IEEE Trans Image Process. 2019 Jan 7. doi: 10.1109/TIP.2019.2891104. Online ahead of print.

Abstract

Previous RGB-D fusion systems based on convolutional neural networks (CNNs) typically employ a two-stream architecture, in which RGB and depth inputs are learnt independently. The multi-modal fusion stage is typically performed by concatenating the deep features from each stream in the inference process. The traditional two-stream architecture might experience insufficient multi-modal fusion due to two following limitations: (1) The cross-modal complementarity is rarely studied in the bottom-up path, wherein we believe the crossmodal complements can be combined to learn new discriminative features to enlarge the RGB-D representation community; (2) The cross-modal channels are typically combined by undifferentiated concatenation, which appears ambiguous to select cross-modal complementary features.
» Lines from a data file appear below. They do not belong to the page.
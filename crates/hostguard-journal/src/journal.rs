//! The change journal
//!
//! [`ChangeJournal`] owns the event store, the content archive and the patch
//! tree. Public operations return `Result<bool>`: `Err` is reserved for
//! misuse (see [`JournalError::is_misuse`]), every other failure is logged
//! with its path and reported as `Ok(false)`.

use std::path::{Path, PathBuf};

use hostguard_exec::Elevation;
use hostguard_fs::{io, mirror_path};
use tracing::{debug, error, info, warn};

use crate::archive::{Archive, ArchiveOutcome};
use crate::config::JournalConfig;
use crate::error::{JournalError, Result};
use crate::event::{ChangeEvent, EventId, PolicyId, PolicyRef};
use crate::patch::{self, PatchApplier, UnifiedPatch};
use crate::store::EventStore;

/// Durable log of reversible changes
pub struct ChangeJournal {
    config: JournalConfig,
    /// `None` when opened without elevation or after close
    store: Option<EventStore>,
    archive: Archive,
    patcher: Box<dyn PatchApplier>,
}

impl std::fmt::Debug for ChangeJournal {
    fn fmt(&self, f: &mut std::fmt::Formatter<'_>) -> std::fmt::Result {
        f.debug_struct("ChangeJournal")
            .field("config", &self.config)
            .field("store", &self.store)
            .finish_non_exhaustive()
    }
}

impl ChangeJournal {
    /// Open the journal described by `config`.
    ///
    /// Without elevation nothing is created on disk and every store or file
    /// operation fails with [`JournalError::Privilege`].
    pub fn open(config: &JournalConfig, elevation: &dyn Elevation) -> Result<Self> {
        let archive = Archive::new(config.archive_root());
        let patcher = patch::applier_for(&config.patch);

        if !elevation.is_elevated() {
            warn!(
                root = %config.root.display(),
                "Change journal opened without elevation, changes cannot be recorded"
            );
            return Ok(Self {
                config: config.clone(),
                store: None,
                archive,
                patcher,
            });
        }

        for dir in [config.root.clone(), config.archive_root(), config.diff_root()] {
            io::create_private_dir(&dir)?;
        }
        let store = EventStore::open(&config.store_path())?;
        info!(
            store = %config.store_path().display(),
            events = store.len(),
            "Change journal opened"
        );

        Ok(Self {
            config: config.clone(),
            store: Some(store),
            archive,
            patcher,
        })
    }

    /// Replace the configured patch backend
    pub fn with_patcher(mut self, patcher: Box<dyn PatchApplier>) -> Self {
        self.patcher = patcher;
        self
    }

    pub fn config(&self) -> &JournalConfig {
        &self.config
    }

    pub fn is_elevated(&self) -> bool {
        self.store.is_some()
    }

    /// Flush and release the store
    pub fn close(mut self) -> Result<()> {
        if let Some(mut store) = self.store.take() {
            store.flush()?;
            info!(store = %store.path().display(), "Change journal closed");
        }
        Ok(())
    }

    // ------------------------------------------------------------------
    // Event store
    // ------------------------------------------------------------------

    /// Record `event` under `id`.
    ///
    /// Re-recording the identical event is accepted; a different event
    /// under an existing id is [`JournalError::DuplicateEvent`].
    pub fn record_event(&mut self, id: impl AsRef<str>, event: ChangeEvent) -> Result<bool> {
        let id = id.as_ref();
        let outcome = self.try_record_event(id, event);
        settle("record_event", outcome)
    }

    fn try_record_event(&mut self, id: &str, event: ChangeEvent) -> Result<()> {
        let id = require_id(id)?;
        let kind = event.kind();
        let store = self.store_mut("record_event")?;
        if store.insert(id.clone(), event)? {
            info!(event = %id, kind, "Recorded change event");
        } else {
            debug!(event = %id, "Event already recorded");
        }
        Ok(())
    }

    pub fn get_event(&self, id: impl AsRef<str>) -> Result<Option<ChangeEvent>> {
        let store = self.store("get_event")?;
        Ok(store.get(id.as_ref()).map(|record| record.event.clone()))
    }

    /// Delete the event recorded under `id`; a missing id is success.
    pub fn delete_event(&mut self, id: impl AsRef<str>) -> Result<bool> {
        let id = id.as_ref();
        let outcome = self.try_delete_event(id);
        settle("delete_event", outcome)
    }

    fn try_delete_event(&mut self, id: &str) -> Result<()> {
        let store = self.store_mut("delete_event")?;
        if id.trim().is_empty() {
            return Err(JournalError::invalid_input("blank event id"));
        }
        if store.remove(id)?.is_some() {
            debug!(event = id, "Deleted change event");
        }
        Ok(())
    }

    /// Ids of every event recorded for `policy`, ascending
    pub fn find_events_for_rule(&self, policy: impl Into<PolicyRef>) -> Result<Vec<EventId>> {
        let store = self.store("find_events_for_rule")?;
        let policy = PolicyId::try_from(policy.into())?;
        let ids = store.ids_for_policy(policy);
        debug!(%policy, count = ids.len(), "Found events for policy");
        Ok(ids)
    }

    /// Delete every event of `policy` and return the removed ids.
    ///
    /// Used before a policy re-runs so that only the latest run's events
    /// remain revertible.
    pub fn purge_rule(&mut self, policy: impl Into<PolicyRef>) -> Result<Vec<EventId>> {
        let policy = PolicyId::try_from(policy.into())?;
        let store = self.store_mut("purge_rule")?;
        let ids = store.ids_for_policy(policy);
        for id in &ids {
            store.remove(id.as_str())?;
        }
        if !ids.is_empty() {
            info!(%policy, count = ids.len(), "Purged stale events");
        }
        Ok(ids)
    }

    // ------------------------------------------------------------------
    // File tracking
    // ------------------------------------------------------------------

    /// Archive `old_path` and store a patch that turns `new_path`'s content
    /// back into it, keyed by `id`.
    ///
    /// A missing `old_path` is an empty baseline. `new_path` is never moved
    /// over `old_path`; that is the caller's job once this succeeds.
    pub fn record_file_change(
        &mut self,
        old_path: &Path,
        new_path: &Path,
        id: impl AsRef<str>,
    ) -> Result<bool> {
        let id = id.as_ref();
        let outcome = self.try_record_file_change(old_path, new_path, id);
        settle("record_file_change", outcome)
    }

    fn try_record_file_change(&mut self, old_path: &Path, new_path: &Path, id: &str) -> Result<()> {
        self.store("record_file_change")?;
        require_path(old_path, "original file")?;
        require_path(new_path, "changed file")?;
        let id = require_id(id)?;

        debug!(path = %old_path.display(), event = %id, "Recording file change");
        self.archive.archive(old_path)?;

        let old = text_content(old_path, &io::read_or_empty(old_path)?)?;
        let new_bytes =
            std::fs::read(new_path).map_err(|e| hostguard_fs::Error::io(new_path, e))?;
        let new = text_content(new_path, &new_bytes)?;

        let diff = patch::unified_diff(
            &new,
            &old,
            &new_path.display().to_string(),
            &old_path.display().to_string(),
        );
        let dest = self.patch_path(old_path, &id)?;
        if let Some(parent) = dest.parent() {
            io::create_private_dir(parent)?;
        }
        io::write_atomic(&dest, diff.as_bytes())?;
        debug!(patch = %dest.display(), "Stored patch");
        Ok(())
    }

    /// Apply the patch recorded for `id` to `path`
    pub fn revert_file_change(&mut self, path: &Path, id: impl AsRef<str>) -> Result<bool> {
        let id = id.as_ref();
        let outcome = self.try_revert_file_change(path, id);
        settle("revert_file_change", outcome)
    }

    fn try_revert_file_change(&mut self, path: &Path, id: &str) -> Result<()> {
        self.store("revert_file_change")?;
        require_path(path, "file to revert")?;
        let id = require_id(id)?;

        let patch_file = self.patch_path(path, &id)?;
        if !patch_file.exists() {
            return Err(JournalError::PatchMissing {
                id: id.to_string(),
                path: patch_file,
            });
        }
        if !path.exists() {
            return Err(JournalError::TargetMissing {
                path: path.to_path_buf(),
            });
        }

        let patch_text = io::read_text(&patch_file)?;
        let is_empty = UnifiedPatch::parse(&patch_text)
            .map(|patch| patch.is_empty())
            .unwrap_or(false);
        if is_empty {
            debug!(path = %path.display(), event = %id, "Recorded patch is empty, nothing to revert");
            return Ok(());
        }

        self.patcher.apply(path, &patch_file)?;
        info!(path = %path.display(), event = %id, "Reverted file change");
        Ok(())
    }

    /// Archive `path` before it is deleted and record a deletion event.
    ///
    /// A file that does not exist needs no backup; that is success and no
    /// event is recorded.
    pub fn record_file_delete(&mut self, path: &Path, id: impl AsRef<str>) -> Result<bool> {
        let id = id.as_ref();
        let outcome = self.try_record_file_delete(path, id);
        settle("record_file_delete", outcome)
    }

    fn try_record_file_delete(&mut self, path: &Path, id: &str) -> Result<()> {
        self.store("record_file_delete")?;
        require_path(path, "file to delete")?;
        let id = require_id(id)?;

        debug!(path = %path.display(), event = %id, "Recording file deletion");
        if self.archive.archive(path)? == ArchiveOutcome::SourceMissing {
            return Ok(());
        }

        self.try_record_event(
            id.as_str(),
            ChangeEvent::Deletion {
                filepath: path.to_path_buf(),
            },
        )
    }

    /// Restore the newest archived copy of `path`
    pub fn revert_file_delete(&mut self, path: &Path) -> Result<bool> {
        let outcome = self.try_revert_file_delete(path);
        settle("revert_file_delete", outcome)
    }

    fn try_revert_file_delete(&mut self, path: &Path) -> Result<()> {
        self.store("revert_file_delete")?;
        require_path(path, "file to restore")?;

        let entry = self.archive.restore_latest(path)?;
        info!(path = %path.display(), entry = %entry.display(), "Restored deleted file");
        Ok(())
    }

    /// Archive the current content of `path` without recording a change
    pub fn archive_file(&mut self, path: &Path) -> Result<ArchiveOutcome> {
        self.store("archive_file")?;
        require_path(path, "file to archive")?;
        self.archive.archive(path)
    }

    pub fn archive(&self) -> &Archive {
        &self.archive
    }

    /// Where the patch for `id` against `path` is stored
    pub fn patch_path(&self, path: &Path, id: &EventId) -> Result<PathBuf> {
        let mirrored = mirror_path(&self.config.diff_root(), path)?;
        Ok(hostguard_fs::append_suffix(
            &mirrored,
            &format!(".patch-{id}"),
        ))
    }

    fn store(&self, operation: &'static str) -> Result<&EventStore> {
        self.store
            .as_ref()
            .ok_or(JournalError::Privilege { operation })
    }

    fn store_mut(&mut self, operation: &'static str) -> Result<&mut EventStore> {
        self.store
            .as_mut()
            .ok_or(JournalError::Privilege { operation })
    }
}

impl Drop for ChangeJournal {
    fn drop(&mut self) {
        if let Some(mut store) = self.store.take() {
            warn!(
                store = %store.path().display(),
                "Change journal dropped without close, flushing"
            );
            if let Err(e) = store.flush() {
                error!(error = %e, "Failed to flush event store");
            }
        }
    }
}

/// Turn an internal outcome into the public `Result<bool>` convention
fn settle(operation: &'static str, outcome: Result<()>) -> Result<bool> {
    match outcome {
        Ok(()) => Ok(true),
        Err(e) if e.is_misuse() => Err(e),
        Err(e) => {
            error!(operation, error = %e, "Journal operation failed");
            Ok(false)
        }
    }
}

fn require_path(path: &Path, what: &str) -> Result<()> {
    if path.as_os_str().is_empty() {
        return Err(JournalError::invalid_input(format!("no {what} given")));
    }
    Ok(())
}

fn require_id(id: &str) -> Result<EventId> {
    if id.trim().is_empty() {
        return Err(JournalError::invalid_input("no event id given"));
    }
    EventId::parse(id)
}

fn text_content(path: &Path, bytes: &[u8]) -> Result<String> {
    String::from_utf8(bytes.to_vec()).map_err(|_| {
        JournalError::invalid_input(format!("{} is not UTF-8 text", path.display()))
    })
}
//! Content fingerprints for archive deduplication

use std::fmt;
use std::fs::File;
use std::path::Path;

use sha2::{Digest, Sha256};

use crate::{Error, Result};

/// SHA-256 digest of some content, rendered as `sha256:<hex>`
#[derive(Debug, Clone, PartialEq, Eq, Hash)]
pub struct Checksum([u8; 32]);

impl Checksum {
    pub fn of(content: &[u8]) -> Self {
        Self(Sha256::digest(content).into())
    }

    /// Hash a file without loading it whole
    pub fn of_file(path: &Path) -> Result<Self> {
        let mut file = File::open(path).map_err(|e| Error::io(path, e))?;
        let mut hasher = Sha256::new();
        std::io::copy(&mut file, &mut hasher).map_err(|e| Error::io(path, e))?;
        Ok(Self(hasher.finalize().into()))
    }
}

impl fmt::Display for Checksum {
    fn fmt(&self, f: &mut fmt::Formatter<'_>) -> fmt::Result {
        f.write_str("sha256:")?;
        for byte in self.0 {
            write!(f, "{byte:02x}")?;
        }
        Ok(())
    }
}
In this work, we address these two limitations by proposing a novel three-stream attention-aware multi-modal fusion network. In the proposed architecture, a cross-modal distillation stream, accompanying the RGB-specific and depth-specific streams, is introduced to extract new RGB-D features in each level in the bottom-up path. Furthermore, the channel-wise attention mechanism is innovatively introduced to the cross-modal cross-level fusion problem to adaptively select complementary feature maps from each modality in each level. Extensive experiments report the effectiveness of the proposed architecture and the significant improvement over state-of-theart RGB-D salient object detection methods.